*** Opening of Data to use ***
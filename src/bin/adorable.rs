use std::{
    fmt::Write as _,
    path::{Path, PathBuf},
};

use adorable::{Generator, GeneratorConfig, Rgba8};
use anyhow::Context as _;
use base64::Engine as _;
use clap::{Args, Parser, Subcommand};
use tracing_subscriber::{EnvFilter, fmt, prelude::*};

#[derive(Parser, Debug)]
#[command(name = "adorable", version, about = "Deterministic cartoon avatars")]
struct Cli {
    #[command(subcommand)]
    cmd: Command,
}

#[derive(Subcommand, Debug)]
enum Command {
    /// Write the avatar derived from a seed.
    Seed(SeedArgs),
    /// Write an avatar from a fresh random seed.
    Random(RandomArgs),
    /// Write an HTML page of sample avatars for eyeballing the generator.
    Sampler(SamplerArgs),
}

#[derive(Args, Debug)]
struct GenOpts {
    /// Fixed background color (`#rrggbb` or `#rrggbbaa`).
    #[arg(long, value_parser = parse_color)]
    color: Option<Rgba8>,

    /// Generator config JSON.
    #[arg(long)]
    config: Option<PathBuf>,

    /// Output PNG path.
    #[arg(long)]
    out: PathBuf,
}

#[derive(Parser, Debug)]
struct SeedArgs {
    /// Seed text (UTF-8 bytes, or hex digits with `--hex`).
    seed: String,

    /// Interpret the seed as hex.
    #[arg(long)]
    hex: bool,

    #[command(flatten)]
    opts: GenOpts,
}

#[derive(Parser, Debug)]
struct RandomArgs {
    #[command(flatten)]
    opts: GenOpts,
}

#[derive(Parser, Debug)]
struct SamplerArgs {
    /// Avatars per section.
    #[arg(long, default_value_t = 125)]
    count: usize,

    /// Output HTML path.
    #[arg(long)]
    out: PathBuf,
}

fn main() -> anyhow::Result<()> {
    tracing_subscriber::registry()
        .with(fmt::layer().with_writer(std::io::stderr))
        .with(EnvFilter::try_from_default_env().unwrap_or_else(|_| EnvFilter::new("warn")))
        .init();

    let cli = Cli::parse();
    match cli.cmd {
        Command::Seed(args) => cmd_seed(args),
        Command::Random(args) => cmd_random(args),
        Command::Sampler(args) => cmd_sampler(args),
    }
}

fn parse_color(s: &str) -> Result<Rgba8, String> {
    Rgba8::from_hex(s).map_err(|e| e.to_string())
}

fn make_generator(config: Option<&Path>) -> anyhow::Result<Generator> {
    let config = match config {
        Some(path) => GeneratorConfig::from_json_file(path)?,
        None => GeneratorConfig::default(),
    };
    Ok(Generator::new(config)?)
}

fn cmd_seed(args: SeedArgs) -> anyhow::Result<()> {
    let seed = if args.hex {
        hex::decode(args.seed.trim()).context("parse hex seed")?
    } else {
        args.seed.into_bytes()
    };

    let generator = make_generator(args.opts.config.as_deref())?;
    let png = match args.opts.color {
        Some(color) => generator.from_seed_with_color(&seed, color)?,
        None => generator.from_seed(&seed)?,
    };
    write_output(&args.opts.out, &png)
}

fn cmd_random(args: RandomArgs) -> anyhow::Result<()> {
    let generator = make_generator(args.opts.config.as_deref())?;
    let png = match args.opts.color {
        Some(color) => generator.random_with_color(color)?,
        None => generator.random()?,
    };
    write_output(&args.opts.out, &png)
}

fn cmd_sampler(args: SamplerArgs) -> anyhow::Result<()> {
    let generator = Generator::default();
    let tint = |i: usize| Rgba8::opaque(96, (2 * i) as u8, 192);

    let mut html = String::from("<html><body>");

    tracing::info!(count = args.count, "generating fully random avatars");
    html.push_str("<h3>Fully random</h3>");
    for _ in 0..args.count {
        push_img(&mut html, &generator.random()?);
    }

    tracing::info!(count = args.count, "generating random avatars with color");
    html.push_str("<h3>Random with color</h3>");
    for i in 0..args.count {
        push_img(&mut html, &generator.random_with_color(tint(i))?);
    }

    tracing::info!(count = args.count, "generating pseudorandom avatars");
    html.push_str("<h3>Fully pseudorandom</h3>");
    for i in 0..args.count {
        push_img(&mut html, &generator.from_seed(&[i as u8])?);
    }

    tracing::info!(count = args.count, "generating pseudorandom avatars with color");
    html.push_str("<h3>Pseudorandom with color</h3>");
    for i in 0..args.count {
        push_img(
            &mut html,
            &generator.from_seed_with_color(&[i as u8], tint(i))?,
        );
    }

    html.push_str("</body></html>");
    write_output(&args.out, html.as_bytes())
}

fn push_img(html: &mut String, png: &[u8]) {
    let b64 = base64::engine::general_purpose::STANDARD.encode(png);
    // writing to a String cannot fail
    let _ = write!(
        html,
        "<img src='data:image/png;base64,{b64}' width='64px' height='64px' style='margin: 4px'/>"
    );
}

fn write_output(path: &Path, bytes: &[u8]) -> anyhow::Result<()> {
    if let Some(parent) = path.parent().filter(|p| !p.as_os_str().is_empty()) {
        std::fs::create_dir_all(parent)
            .with_context(|| format!("create output dir '{}'", parent.display()))?;
    }
    std::fs::write(path, bytes).with_context(|| format!("write '{}'", path.display()))?;
    eprintln!("wrote {}", path.display());
    Ok(())
}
*** Close of Data to use ***
* [Exercise prompt]: The entries are to be retyped in full, with no alteration.

* [Your response]:
filename src/bin/adorable.rs
use std::{
    fmt::Write as _,
    path::{Path, PathBuf},
};

use adorable::{Generator, GeneratorConfig, Rgba8};
use anyhow::Context as _;
use base64::Engine as _;
use clap::{Args, Parser, Subcommand};
use tracing_subscriber::{EnvFilter, fmt, prelude::*};

#[derive(Parser, Debug)]
#[command(name = "adorable", version, about = "Deterministic cartoon avatars")]
struct Cli {
    #[command(subcommand)]
    cmd: Command,
}

#[derive(Subcommand, Debug)]
enum Command {
    /// Write the avatar derived from a seed.
    Seed(SeedArgs),
    /// Write an avatar from a fresh random seed.
    Random(RandomArgs),
    /// Write an HTML page of sample avatars for eyeballing the generator.
    Sampler(SamplerArgs),
}

#[derive(Args, Debug)]
struct GenOpts {
    /// Fixed background color (`#rrggbb` or `#rrggbbaa`).
    #[arg(long, value_parser = parse_color)]
    color: Option<Rgba8>,

    /// Generator config JSON.
    #[arg(long)]
    config: Option<PathBuf>,

    /// Output PNG path.
    #[arg(long)]
    out: PathBuf,
}

#[derive(Parser, Debug)]
struct SeedArgs {
    /// Seed text (UTF-8 bytes, or hex digits with `--hex`).
    seed: String,

    /// Interpret the seed as hex.
    #[arg(long)]
    hex: bool,

    #[command(flatten)]
    opts: GenOpts,
}

#[derive(Parser, Debug)]
struct RandomArgs {
    #[command(flatten)]
    opts: GenOpts,
}

#[derive(Parser, Debug)]
struct SamplerArgs {
    /// Avatars per section.
    #[arg(long, default_value_t = 125)]
    count: usize,

    /// Output HTML path.
    #[arg(long)]
    out: PathBuf,
}

fn main() -> anyhow::Result<()> {
    tracing_subscriber::registry()
        .with(fmt::layer().with_writer(std::io::stderr))
        .with(EnvFilter::try_from_default_env().unwrap_or_else(|_| EnvFilter::new("warn")))
        .init();

    let cli = Cli::parse();
    match cli.cmd {
        Command::Seed(args) => cmd_seed(args),
        Command::Random(args) => cmd_random(args),
        Command::Sampler(args) => cmd_sampler(args),
    }
}

fn parse_color(s: &str) -> Result<Rgba8, String> {
    Rgba8::from_hex(s).map_err(|e| e.to_string())
}

fn make_generator(config: Option<&Path>) -> anyhow::Result<Generator> {
    let config = match config {
        Some(path) => GeneratorConfig::from_json_file(path)?,
        None => GeneratorConfig::default(),
    };
    Ok(Generator::new(config)?)
}

fn cmd_seed(args: SeedArgs) -> anyhow::Result<()> {
    let seed = if args.hex {
        hex::decode(args.seed.trim()).context("parse hex seed")?
    } else {
        args.seed.into_bytes()
    };

    let generator = make_generator(args.opts.config.as_deref())?;
    let png = match args.opts.color {
        Some(color) => generator.from_seed_with_color(&seed, color)?,
        None => generator.from_seed(&seed)?,
    };
    write_output(&args.opts.out, &png)
}

fn cmd_random(args: RandomArgs) -> anyhow::Result<()> {
    let generator = make_generator(args.opts.config.as_deref())?;
    let png = match args.opts.color {
        Some(color) => generator.random_with_color(color)?,
        None => generator.random()?,
    };
    write_output(&args.opts.out, &png)
}

fn cmd_sampler(args: SamplerArgs) -> anyhow::Result<()> {
    let generator = Generator::default();
    let tint = |i: usize| Rgba8::opaque(96, (2 * i) as u8, 192);

    let mut html = String::from("<html><body>");

    tracing::info!(count = args.count, "generating fully random avatars");
    html.push_str("<h3>Fully random</h3>");
    for _ in 0..args.count {
        push_img(&mut html, &generator.random()?);
    }

    tracing::info!(count = args.count, "generating random avatars with color");
    html.push_str("<h3>Random with color</h3>");
    for i in 0..args.count {
        push_img(&mut html, &generator.random_with_color(tint(i))?);
    }

    tracing::info!(count = args.count, "generating pseudorandom avatars");
    html.push_str("<h3>Fully pseudorandom</h3>");
    for i in 0..args.count {
        push_img(&mut html, &generator.from_seed(&[i as u8])?);
    }

    tracing::info!(count = args.count, "generating pseudorandom avatars with color");
    html.push_str("<h3>Pseudorandom with color</h3>");
    for i in 0..args.count {
        push_img(
            &mut html,
            &generator.from_seed_with_color(&[i as u8], tint(i))?,
        );
    }

    html.push_str("</body></html>");
    write_output(&args.out, html.as_bytes())
}

fn push_img(html: &mut String, png: &[u8]) {
    let b64 = base64::engine::general_purpose::STANDARD.encode(png);
    // writing to a String cannot fail
    let _ = write!(
        html,
        "<img src='data:image/png;base64,{b64}' width='64px' height='64px' style='margin: 4px'/>"
    );
}

fn write_output(path: &Path, bytes: &[u8]) -> anyhow::Result<()> {
    if let Some(parent) = path.parent().filter(|p| !p.as_os_str().is_empty()) {
        std::fs::create_dir_all(parent)
            .with_context(|| format!("create output dir '{}'", parent.display()))?;
    }
    std::fs::write(path, bytes).with_context(|| format!("write '{}'", path.display()))?;
    eprintln!("wrote {}", path.display());
    Ok(())
}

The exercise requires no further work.